Supplied material:
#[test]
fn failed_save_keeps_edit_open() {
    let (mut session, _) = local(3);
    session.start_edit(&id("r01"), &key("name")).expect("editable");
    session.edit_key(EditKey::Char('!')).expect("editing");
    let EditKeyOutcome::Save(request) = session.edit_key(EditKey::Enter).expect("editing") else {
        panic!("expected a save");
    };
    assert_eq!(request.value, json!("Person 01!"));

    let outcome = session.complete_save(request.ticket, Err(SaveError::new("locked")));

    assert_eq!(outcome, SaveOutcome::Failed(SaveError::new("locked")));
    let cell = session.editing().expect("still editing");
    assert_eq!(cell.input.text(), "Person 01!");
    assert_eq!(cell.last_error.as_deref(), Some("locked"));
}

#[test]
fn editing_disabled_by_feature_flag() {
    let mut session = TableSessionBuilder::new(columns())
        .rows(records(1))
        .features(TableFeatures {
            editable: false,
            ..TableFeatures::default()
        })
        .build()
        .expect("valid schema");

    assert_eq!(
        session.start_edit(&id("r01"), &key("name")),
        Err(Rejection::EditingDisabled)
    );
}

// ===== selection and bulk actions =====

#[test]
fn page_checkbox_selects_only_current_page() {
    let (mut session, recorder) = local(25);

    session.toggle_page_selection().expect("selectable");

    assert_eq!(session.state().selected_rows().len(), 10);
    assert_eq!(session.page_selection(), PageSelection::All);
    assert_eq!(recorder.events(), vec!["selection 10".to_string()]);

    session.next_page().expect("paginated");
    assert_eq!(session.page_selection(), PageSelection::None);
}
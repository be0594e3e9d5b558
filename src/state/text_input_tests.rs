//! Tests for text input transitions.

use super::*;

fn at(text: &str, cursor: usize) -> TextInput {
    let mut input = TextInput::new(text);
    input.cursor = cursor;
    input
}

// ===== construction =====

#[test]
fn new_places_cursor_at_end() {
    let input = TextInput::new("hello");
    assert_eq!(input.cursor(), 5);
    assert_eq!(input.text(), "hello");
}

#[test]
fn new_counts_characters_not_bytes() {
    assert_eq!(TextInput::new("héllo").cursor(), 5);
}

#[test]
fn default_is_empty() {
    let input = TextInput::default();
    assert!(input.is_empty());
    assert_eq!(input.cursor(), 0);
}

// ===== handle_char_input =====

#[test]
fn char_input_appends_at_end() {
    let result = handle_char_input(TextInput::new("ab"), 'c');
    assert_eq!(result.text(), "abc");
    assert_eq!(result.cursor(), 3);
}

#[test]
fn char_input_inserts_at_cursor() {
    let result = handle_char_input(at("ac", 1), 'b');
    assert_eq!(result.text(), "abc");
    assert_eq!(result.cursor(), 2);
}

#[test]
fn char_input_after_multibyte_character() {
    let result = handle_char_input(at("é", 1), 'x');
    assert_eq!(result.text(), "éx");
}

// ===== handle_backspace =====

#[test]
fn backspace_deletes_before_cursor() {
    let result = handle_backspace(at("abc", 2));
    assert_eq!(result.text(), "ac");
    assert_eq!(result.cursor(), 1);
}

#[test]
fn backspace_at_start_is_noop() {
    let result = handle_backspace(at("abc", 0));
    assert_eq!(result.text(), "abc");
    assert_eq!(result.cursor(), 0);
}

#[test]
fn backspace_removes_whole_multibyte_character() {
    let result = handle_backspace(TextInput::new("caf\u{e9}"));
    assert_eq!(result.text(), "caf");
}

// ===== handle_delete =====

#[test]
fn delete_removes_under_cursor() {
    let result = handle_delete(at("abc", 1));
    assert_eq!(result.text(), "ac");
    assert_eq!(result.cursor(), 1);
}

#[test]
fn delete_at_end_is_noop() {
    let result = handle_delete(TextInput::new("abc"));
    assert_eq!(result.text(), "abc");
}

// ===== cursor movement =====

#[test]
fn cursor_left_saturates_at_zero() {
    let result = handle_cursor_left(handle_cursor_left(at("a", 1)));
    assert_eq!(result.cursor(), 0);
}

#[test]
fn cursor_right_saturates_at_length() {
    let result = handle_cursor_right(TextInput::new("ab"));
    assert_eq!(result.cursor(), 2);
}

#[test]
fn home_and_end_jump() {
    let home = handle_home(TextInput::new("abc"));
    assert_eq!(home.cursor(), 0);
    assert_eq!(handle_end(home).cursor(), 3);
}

Description of the task: In the data above, count the lines where the word "request" appears; reply with the number only.

Solution: 3